Old Wolfstein Castle (Burg Alt-Wolfstein, also called the Altes Schloß), is a ruined hillside castle on the eastern slopes of the Königsberg at the narrowest point in the Lauter valley near Wolfstein in the county of Kusel in the German state of Rhineland-Palatinate.

== History ==
Old Wolfstein was probably built under Emperor Frederick Barbarossa around 1160/70 to guard and administer the Imperial Estate around Kaiserslautern.

The castle is first recorded in 1275 as Woluistein. At that time it was occupied by imperial ministeriales.

In the 14th century the castle acted as security (Pfandobjekt), and, as an imperial pledge (Reichspfand), ended up in the possession of the counts of Sponheim and counts of Veldenz. Baldwin of Luxembourg made several unsuccessful attempts to acquire the castle through an imperial mortgage (Reichspfandschaft).

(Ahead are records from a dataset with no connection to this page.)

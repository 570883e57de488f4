//! World state and entity types
//!
//! Everything the frame loop mutates lives in `World`, passed explicitly to
//! `tick` each frame.

use glam::Vec2;
use serde::{Deserialize, Serialize};

use super::collision::{Segment, closed_outline};
use super::input::InputState;
use crate::consts::*;
use crate::rotate_mirrored;

/// Player's side
pub const PLAYER_LAYER: u8 = 0;
/// Enemy's side
pub const ENEMY_LAYER: u8 = 1;

/// Fighter hitbox corners in sprite space (closed rectangle)
const FIGHTER_HITBOX: [Vec2; 4] = [
    Vec2::new(-5.0, -15.0),
    Vec2::new(5.0, -15.0),
    Vec2::new(5.0, 10.0),
    Vec2::new(-5.0, 10.0),
];

/// Position, rotation and facing used to map sprite-local points to screen
#[derive(Debug, Clone, Copy, PartialEq)]
pub struct Pose {
    pub origin: Vec2,
    /// Rotation in degrees
    pub rotation: f32,
    /// Facing left (x axis mirrored)
    pub backward: bool,
}

impl Pose {
    /// Sprite-local point to screen point
    #[inline]
    pub fn to_screen(&self, local: Vec2) -> Vec2 {
        self.origin + self.to_screen_vector(local)
    }

    /// Sprite-local direction to screen direction (no translation)
    #[inline]
    pub fn to_screen_vector(&self, local: Vec2) -> Vec2 {
        rotate_mirrored(local, self.rotation, self.backward)
    }
}

/// A robot body, shared by the player and the AI opponent
#[derive(Debug, Clone, Serialize, Deserialize)]
pub struct Fighter {
    pub id: u32,
    /// Feet position; y grows downward
    pub pos: Vec2,
    /// Per-frame velocity
    pub vel: Vec2,
    /// Aim rotation in degrees, within [-AIM_LIMIT, AIM_LIMIT]
    pub rotation: f32,
    /// Facing left
    pub backward: bool,
    /// Counts down each frame; bullets spawn while above FIRE_BURST_FLOOR
    pub fire_counter: u32,
    pub layer: u8,
    /// Bullets that have struck this fighter
    #[serde(default)]
    pub hits_taken: u32,
}

impl Fighter {
    pub fn new(id: u32, x: f32, backward: bool, layer: u8) -> Self {
        Self {
            id,
            pos: Vec2::new(x, HORIZON_HEIGHT),
            vel: Vec2::ZERO,
            rotation: 0.0,
            backward,
            fire_counter: 0,
            layer,
            hits_taken: 0,
        }
    }

    /// Pose at the sprite's draw centre
    pub fn pose(&self) -> Pose {
        Pose {
            origin: self.pos - Vec2::new(0.0, DRAW_CENTER_HEIGHT),
            rotation: self.rotation,
            backward: self.backward,
        }
    }

    pub fn is_airborne(&self) -> bool {
        self.pos.y < HORIZON_HEIGHT
    }

    /// Walk, thrust and aim from one frame of input
    pub fn apply_input(&mut self, input: &InputState) {
        if input.l_left {
            if -WALK_SPEED < self.vel.x && self.vel.x < 0.0 {
                self.vel.x = -WALK_SPEED;
            } else {
                self.vel.x -= WALK_ACCEL;
            }
            self.backward = true;
        }
        if input.l_right {
            if 0.0 < self.vel.x && self.vel.x < WALK_SPEED {
                self.vel.x = WALK_SPEED;
            } else {
                self.vel.x += WALK_ACCEL;
            }
            self.backward = false;
        }

        if input.l_top {
            self.vel.y -= THRUST;
        }

        if input.r_left {
            self.backward = true;
        }
        if input.r_right {
            self.backward = false;
        }
        if input.r_top {
            self.rotation -= AIM_STEP;
        }
        if input.r_bottom {
            self.rotation += AIM_STEP;
        }
        self.rotation = self.rotation.clamp(-AIM_LIMIT, AIM_LIMIT);
    }

    /// Advance the fire cooldown; returns true when a bullet spawns this frame
    pub fn update_trigger(&mut self, fire_held: bool) -> bool {
        if fire_held && self.fire_counter == 0 {
            self.fire_counter = FIRE_COOLDOWN;
        }
        let fires = self.fire_counter > FIRE_BURST_FLOOR;
        self.fire_counter = self.fire_counter.saturating_sub(1);
        fires
    }

    /// Current pose with the x mirror taken from `backward`
    fn aim_pose(&self, backward: bool) -> Pose {
        Pose {
            backward,
            ..self.pose()
        }
    }

    /// Muzzle position and velocity for a bullet fired from the current pose
    ///
    /// `backward` is the facing the frame started with; turning on the
    /// frame a shot leaves does not redirect it.
    pub fn muzzle(&self, backward: bool) -> (Vec2, Vec2) {
        let pose = self.aim_pose(backward);
        let pos = pose.to_screen(Vec2::new(0.0, -10.0));
        let vel = pose.to_screen_vector(Vec2::new(BULLET_SPEED, 0.0));
        (pos, vel)
    }

    /// Push back against the aim direction after firing
    pub fn apply_recoil(&mut self, backward: bool) {
        self.vel += self.aim_pose(backward).to_screen_vector(Vec2::new(-2.0, -0.3));
    }

    /// Gravity, damping, integration and ground clamp
    pub fn integrate(&mut self) {
        if self.is_airborne() {
            self.vel.y += GRAVITY;
        }

        if self.vel.x != 0.0 {
            self.vel.x *= HORIZONTAL_DAMPING;
        }

        self.pos += self.vel;

        if self.pos.y > HORIZON_HEIGHT {
            self.vel = Vec2::ZERO;
            self.pos.y = HORIZON_HEIGHT;
        }
    }

    /// Closed rectangle around the body in screen space
    pub fn hitbox(&self) -> Vec<Segment> {
        let pose = self.pose();
        let corners: Vec<Vec2> = FIGHTER_HITBOX.iter().map(|&c| pose.to_screen(c)).collect();
        closed_outline(&corners)
    }
}

/// A projectile
#[derive(Debug, Clone, Serialize, Deserialize)]
pub struct Bullet {
    pub id: u32,
    /// Tip position
    pub pos: Vec2,
    /// Per-frame velocity
    pub vel: Vec2,
    /// Inherited from the firer (drawing only)
    pub rotation: f32,
    pub backward: bool,
    /// Owner's layer; never hits fighters on the same layer
    pub layer: u8,
    /// Set when the bullet strikes a fighter; removed on its next step
    #[serde(default)]
    pub hit: bool,
}

impl Bullet {
    pub fn pose(&self) -> Pose {
        Pose {
            origin: self.pos,
            rotation: self.rotation,
            backward: self.backward,
        }
    }

    /// The path swept during the last step
    pub fn hitbox(&self) -> [Segment; 1] {
        [Segment::new(self.pos, self.pos - self.vel)]
    }

    pub fn is_out_of_bounds(&self) -> bool {
        self.pos.x < BULLET_MIN_X
            || self.pos.x > BULLET_MAX_X
            || self.pos.y < BULLET_MIN_Y
            || self.pos.y > BULLET_MAX_Y
    }
}

/// Everything that lives in the frame loop
#[derive(Debug, Clone, Serialize, Deserialize)]
pub enum Entity {
    Player(Fighter),
    Enemy(Fighter),
    Bullet(Bullet),
    /// Frame rate and entity count
    FpsHud,
    /// Current controller state
    InputHud,
}

impl Entity {
    pub fn as_fighter(&self) -> Option<&Fighter> {
        match self {
            Entity::Player(f) | Entity::Enemy(f) => Some(f),
            _ => None,
        }
    }

    pub fn as_bullet(&self) -> Option<&Bullet> {
        match self {
            Entity::Bullet(b) => Some(b),
            _ => None,
        }
    }
}

/// Why a bullet left the world
#[derive(Debug, Clone, Copy, PartialEq, Eq, Serialize, Deserialize)]
pub enum RemovalReason {
    /// Struck a fighter on the previous frame
    Spent,
    /// Flew off screen
    OutOfBounds,
}

/// Events emitted during a tick, for logging and effects
#[derive(Debug, Clone, Copy, PartialEq, Serialize, Deserialize)]
pub enum GameEvent {
    BulletFired { bullet_id: u32, owner_id: u32 },
    Hit { fighter_id: u32, bullet_id: u32 },
    BulletRemoved { bullet_id: u32, reason: RemovalReason },
}

/// Complete simulation state
#[derive(Debug, Clone, Serialize, Deserialize)]
pub struct World {
    /// Entities in draw order
    pub entities: Vec<Entity>,
    /// Frames simulated so far
    pub frame: u64,
    /// Input applied on the last tick (shown by the input HUD)
    pub input: InputState,
    /// Frames counted in the last full second (shown by the FPS HUD)
    pub fps: u32,
    /// Entity count when the last tick began (shown by the FPS HUD)
    #[serde(default)]
    pub objects_at_step: usize,
    /// Events from the last tick
    #[serde(skip)]
    pub events: Vec<GameEvent>,
    next_id: u32,
}

impl Default for World {
    fn default() -> Self {
        Self::new()
    }
}

impl World {
    /// Player on the left facing right, enemy on the right facing left,
    /// followed by the two HUD entries
    pub fn new() -> Self {
        let mut world = Self::empty();
        let player_id = world.next_entity_id();
        let enemy_id = world.next_entity_id();
        world.entities = vec![
            Entity::Player(Fighter::new(player_id, 30.0, false, PLAYER_LAYER)),
            Entity::Enemy(Fighter::new(enemy_id, 290.0, true, ENEMY_LAYER)),
            Entity::FpsHud,
            Entity::InputHud,
        ];
        world.objects_at_step = world.entities.len();
        world
    }

    /// No entities at all
    pub fn empty() -> Self {
        Self {
            entities: Vec::new(),
            frame: 0,
            input: InputState::default(),
            fps: 0,
            objects_at_step: 0,
            events: Vec::new(),
            next_id: 1,
        }
    }

    /// Allocate a new entity ID
    pub fn next_entity_id(&mut self) -> u32 {
        let id = self.next_id;
        self.next_id += 1;
        id
    }

    pub fn player(&self) -> Option<&Fighter> {
        self.entities.iter().find_map(|e| match e {
            Entity::Player(f) => Some(f),
            _ => None,
        })
    }

    pub fn enemy(&self) -> Option<&Fighter> {
        self.entities.iter().find_map(|e| match e {
            Entity::Enemy(f) => Some(f),
            _ => None,
        })
    }

    pub fn bullets(&self) -> impl Iterator<Item = &Bullet> {
        self.entities.iter().filter_map(Entity::as_bullet)
    }
}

Repeated raids on the castle defenders, who came from Sponheim ministeriales families, led to armed conflicts. In 1362 the Bishop of Speyer occupied the castle; in 1400 the Archbishops of Mainz and Trier, the Duke of Lorraine and Count Palatine Rupert III besieged the castle. As a consequence, Electoral Palatinate received a quarter of the castle.

In the 15th and 16th centuries, Electoral Palatinate and the Duchy of Zweibrücken fought for possession of the castle.
The dispute ended in 1504 with its destruction by Prince-Elector Philip of the Palatinate. After that, Old Wolfstein was allowed to fall into ruin.

In the 19th and 20th centuries the ruins came into the possession of the Kingdom of Bavaria and, since 1963, have been managed by the Castle Authorities of Rhineland-Palatinate (Schlösserverwaltung von Rheinland-Pfalz). The latter carried out safety work on the walls in the years 1979 to 1981 and 1985 to 1986. The remains of the castle ruins include a 20-metre-high bergfried.

== Site ==
From the platform of the pentangular bergfried there is a very good view of the surrounding area. The walls of the small cast are a well preserved example of High Hohenstaufen architecture. Another feature of this design is the elongated tip of the side of the bergfried facing the likely direction of attack. To the north of the ruins on a steep hillside is rubble from an old wall, which is evidence of the formerly, lower lying outer ward of the castle. From 1961 to 1975 remains of a castle residence (Burghaus), a gate tower and a water well were uncovered.

== Accident ==
A close observation of the interior wall of the ruined bergfried reveals at a certain height the handle and rear part of a trowel. This tool was probably embedded there by workmen in memory of a colleague who fell and was killed during restoration work. This trowel is supposed to have been worked into the wall at the exact height from which the man fell (the exact date must be before 1970, but cannot be more precisely estimated).

== Literature ==
- Jürgen Keddigkeit: Altenbolanden. In: Jürgen Keddigkeit, Alexander Thon, Karl Scherer, Rolf Übel (eds.): Pfälzisches Burgenlexikon. Vol. 1. Institut für Pfälzische Geschichte und Volkskunde, Kaiserslautern, 2003, ISBN 3-927754-18-8, (Beiträge zur pfälzischen Geschichte 12, 1), pp. 168–177.
- Alexander Thon (ed.): „Wie Schwalben Nester an den Felsen geklebt ...“. Burgen in der Nordpfalz. Schnell & Steiner. Regensburg, 2005, ISBN 3-7954-1674-4, pp. 166–169.